Маня заглядывала в наши лица облупленным носом, косилась на украшения, поправляла их, немного фасоня и кокетничая. Неотразимая в откровенном желании привлекать внимание и вызывать восхищение, она целеустремленно двигалась на кухню к Жирпрому; покорять, так всех сразу!
— Цветет и пахнет! — неслось ей в след.
Глаза ее горели живым, весенним огнем, приоткрытые полные губы таили наивную улыбку, тугие груди топорщились из тесного ситца. У дикарей и помешанных одинаково естественная тяга к блестящему и яркому. Что-то глубоко родственное прет из глаз папуаса с серьгой в ноздре, с радужным переливом бисера на груди и напыщенного вождя в сиянии наград и разноцветье мундира.
Лето одаривало нас своими щедротами. Построившись парами, худосочное дпрэшное племя отправлялось в ближайший лесок за щавелем.
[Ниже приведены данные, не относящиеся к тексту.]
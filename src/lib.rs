//! Termitek (workspace facade crate).
//!
//! This package keeps the `termitek::{core,input,term,types}` public API
//! stable while the implementation lives in dedicated crates under
//! `crates/`.

pub use termitek_core as core;
pub use termitek_input as input;
pub use termitek_term as term;
pub use termitek_types as types;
По сторонам проселка темнела густая, заболоченная чащоба. Деревья мокли по колена в глянцево черной, неподвижной воде.
Дорога лениво взбиралась по склону песчаного бугра. Заросли редели, светлели. Мы сворачивали на торную тропинку и углублялись в лес. Тропинка вилась меж мощных стволов берез и осин, ныряла в гущу папоротников. Беспорядочные переплетения сухих корней, прорезавших землю, впивались в подошвы босых ног. У прозрачного рыжеватого ручейка дыбился замшелый валун-великан, а поодаль трухлявый пень сторожил огромный муравейник. Сквозь густую листву деревьев пробивались солнечные лучи, припекали затылки. Поляны лопушились молодой травой и, приглядев лужок позеленее, мы располагались у его края пискливым табором. Начиналась пастьба.
Я ползал на коленях по жесткому травяному ковру, торопливо рвал и жадно заглатывал кислые листочки. Они щипали горло, бередили желудок, но голода не утоляли. Осторожно, словно по наитию, отыскивал какую-то травку с сочными, белыми у корней стебельками, смачно грыз и посасывал водянистую мякоть.
Ребята набирали полные пригоршни щавеля и относили в большую плетеную корзину. Моего же терпения не хватало. Досадуя на невоздержанность, я, тем не менее, весь щавель немедленно отправлял в рот.